### REQUIRED WORK
Check each line of the records below and collect those that include the word "Some".

### SUPPLIED ENTRIES
//! Configured root directories.

use rusqlite::{Connection, OptionalExtension};

use super::db_err;
use super::entries::delete_under;
use super::models::{now_unix, Root};
use crate::Result;

const ROOT_COLUMNS: &str = "id, path, created_at, last_synced_at, last_status";

fn row_to_root(row: &rusqlite::Row<'_>) -> rusqlite::Result<Root> {
    Ok(Root {
        id: row.get(0)?,
        path: row.get(1)?,
        created_at: row.get(2)?,
        last_synced_at: row.get(3)?,
        last_status: row.get(4)?,
    })
}

/// Register a root if needed and return it.
///
/// # Errors
///
/// Returns an error if the database operation fails.
pub fn ensure_root(conn: &Connection, path: &str) -> Result<Root> {
    conn.execute(
        "INSERT OR IGNORE INTO roots (path, created_at) VALUES (?, ?)",
        rusqlite::params![path, now_unix()],
    )
    .map_err(db_err)?;

    conn.query_row(
        &format!("SELECT {ROOT_COLUMNS} FROM roots WHERE path = ?"),
        [path],
        row_to_root,
    )
    .map_err(|e| db_err(e).into())
}

/// Get a root by path.
///
/// # Errors
///
/// Returns an error if the database query fails.
pub fn get_root_by_path(conn: &Connection, path: &str) -> Result<Option<Root>> {
    conn.query_row(
        &format!("SELECT {ROOT_COLUMNS} FROM roots WHERE path = ?"),
        [path],
        row_to_root,
    )
    .optional()
    .map_err(|e| db_err(e).into())
}

/// List all roots in registration order.
///
/// # Errors
///
/// Returns an error if the database query fails.
pub fn list_roots(conn: &Connection) -> Result<Vec<Root>> {
    let mut stmt = conn
        .prepare(&format!("SELECT {ROOT_COLUMNS} FROM roots ORDER BY id"))
        .map_err(db_err)?;

    let roots = stmt
        .query_map([], row_to_root)
        .map_err(db_err)?
        .collect::<std::result::Result<Vec<_>, _>>()
        .map_err(db_err)?;

    Ok(roots)
}

/// Remove a root and every entry discovered under it.
///
/// Returns the number of deleted entries, or `None` if the root was not
/// registered. Run inside a transaction so readers never see a root
/// without its entries or the other way round.
///
/// # Errors
///
/// Returns an error if the database operation fails.
pub fn remove_root(conn: &Connection, path: &str) -> Result<Option<usize>> {
    let Some(root) = get_root_by_path(conn, path)? else {
        return Ok(None);
    };

    let deleted = delete_under(conn, root.id)?;
    conn.execute("DELETE FROM roots WHERE id = ?", [root.id])
        .map_err(db_err)?;

    tracing::info!(root = %root.path, entries = deleted, "Removed root");
    Ok(Some(deleted))
}

/// Remove every stored root whose path is not in `keep`.
///
/// Returns the removed roots.
///
/// # Errors
///
/// Returns an error if the database operation fails.
pub fn prune_roots(conn: &Connection, keep: &[String]) -> Result<Vec<Root>> {
    let stale: Vec<Root> = list_roots(conn)?
        .into_iter()
        .filter(|root| !keep.contains(&root.path))
        .collect();

    for root in &stale {
        remove_root(conn, &root.path)?;
    }

    Ok(stale)
}

/// Record the outcome of a finished pass on the root row.
///
/// # Errors
///
/// Returns an error if the database operation fails.
pub fn record_sync_result(conn: &Connection, root_id: i64, status: &str) -> Result<()> {
    conn.execute(
        "UPDATE roots SET last_synced_at = ?, last_status = ? WHERE id = ?",
        rusqlite::params![now_unix(), status, root_id],
    )
    .map_err(db_err)?;
    Ok(())
}
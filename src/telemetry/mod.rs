//! Logging and metrics.

mod logging;
pub mod metrics;

pub use logging::{init_tracing, spans};
pub use metrics::{gather_metrics, init_metrics};
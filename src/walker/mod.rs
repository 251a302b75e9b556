//! Filesystem walking.
//!
//! This module provides:
//! - A lazy, restartable walk over one root
//! - Real-location tracking so loops are never re-entered
//! - Soft per-path diagnostics instead of hard failures

mod identity;
mod scanner;

pub use identity::LocationId;
pub use scanner::{scan_root, ObservedEntry, ScanStatsSnapshot, Walk, WalkOptions, Walker};
//! Configuration management for filefinder.
//!
//! Supports configuration from:
//! - Command-line arguments (highest priority)
//! - Environment variables
//! - Built-in defaults (lowest priority)

mod settings;

pub use settings::{normalize_root, Config, DEFAULT_BATCH_SIZE, MAX_BATCH_SIZE};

### RESULT
    let Some(root) = get_root_by_path(conn, path)? else {
    Ok(Some(deleted))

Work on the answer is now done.